----- MATERIALS PROVIDED

//! Stitcher Core - horizontal image stitching library
//!
//! This crate provides decoding of uploaded images, the stitching pipeline
//! (border, pad-or-fit, concatenate, rescale, resolution), input validation,
//! and the interactive session state machine that drives them.

pub mod decode;
pub mod encode;
pub mod session;
pub mod stitch;
pub mod validate;

pub use decode::{decode_image, DecodeError, DecodedImage};
pub use encode::{encode_image_jpeg, EncodeError};
pub use session::{SessionError, SessionEvent, SessionOptions, SessionPhase, StitchSession};
pub use stitch::{plan_layout, stitch, StitchError, StitchLayout};
pub use validate::{parse_order, validate_filename, FilenameError, OrderError, OutputFilename};

/// Smallest accepted global scale, in percent.
pub const MIN_SCALE_PERCENTAGE: u32 = 1;
/// Largest accepted global scale, in percent.
pub const MAX_SCALE_PERCENTAGE: u32 = 200;

/// How images shorter than the tallest one are brought to a common height.
#[derive(Debug, Clone, Copy, PartialEq, Eq, Default, serde::Serialize, serde::Deserialize)]
pub enum PadMode {
    /// Extend with white above and below, keeping all content.
    #[default]
    Pad,
    /// Crop to the target aspect ratio around the center, then resize.
    Scale,
}

impl PadMode {
    /// Human readable label for choice widgets.
    pub fn label(self) -> &'static str {
        match self {
            PadMode::Pad => "Pad with white rectangle",
            PadMode::Scale => "Scale to match height",
        }
    }
}

/// Resize policy applied after the global scale.
#[derive(Debug, Clone, Copy, PartialEq, Eq, Default, serde::Serialize, serde::Deserialize)]
pub enum ResolutionMode {
    /// Leave the scaled result as is.
    #[default]
    Original,
    /// Downscale by the fixed 72/300 ratio.
    Screen72,
    /// Resize to identical dimensions. Kept as an identity transform so all
    /// three modes share one code path.
    Print300,
}

impl ResolutionMode {
    /// Human readable label for choice widgets.
    pub fn label(self) -> &'static str {
        match self {
            ResolutionMode::Original => "Original Resolution",
            ResolutionMode::Screen72 => "Optimised for screen (72 dpi)",
            ResolutionMode::Print300 => "Optimised for print (300 dpi)",
        }
    }

    /// Target dimensions for this mode given the scaled canvas size.
    ///
    /// Uses exact integer arithmetic: `floor(w * 72 / 300)` for screen output.
    pub fn apply(self, (width, height): (u32, u32)) -> (u32, u32) {
        match self {
            ResolutionMode::Original | ResolutionMode::Print300 => (width, height),
            ResolutionMode::Screen72 => (
                (width as u64 * 72 / 300) as u32,
                (height as u64 * 72 / 300) as u32,
            ),
        }
    }
}

/// Settings for one stitch.
#[derive(Debug, Clone, PartialEq, Eq, serde::Serialize, serde::Deserialize)]
#[serde(default)]
pub struct StitchConfig {
    /// White border added on all four sides of every image, in pixels
    pub border_width: u32,
    /// Height normalization strategy
    pub pad_mode: PadMode,
    /// Global scale (1 to 200)
    pub scale_percentage: u32,
    /// Post-scale resolution policy
    pub resolution_mode: ResolutionMode,
}

impl Default for StitchConfig {
    fn default() -> Self {
        Self {
            border_width: 0,
            pad_mode: PadMode::Pad,
            scale_percentage: 100,
            resolution_mode: ResolutionMode::Original,
        }
    }
}

impl StitchConfig {
    /// Create a config with default values
    pub fn new() -> Self {
        Self::default()
    }

    /// Check the preconditions the pipeline relies on.
    pub fn validate(&self) -> Result<(), StitchError> {
        if !(MIN_SCALE_PERCENTAGE..=MAX_SCALE_PERCENTAGE).contains(&self.scale_percentage) {
            return Err(StitchError::ScaleOutOfRange {
                value: self.scale_percentage,
            });
        }
        Ok(())
    }
}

----------

The answer must consist solely of the lines from the first line of the data to the line holding "rescale, resolution), input", each given again exactly.

//! Stitcher Core - horizontal image stitching library
//!
//! This crate provides decoding of uploaded images, the stitching pipeline
//! (border, pad-or-fit, concatenate, rescale, resolution), input validation,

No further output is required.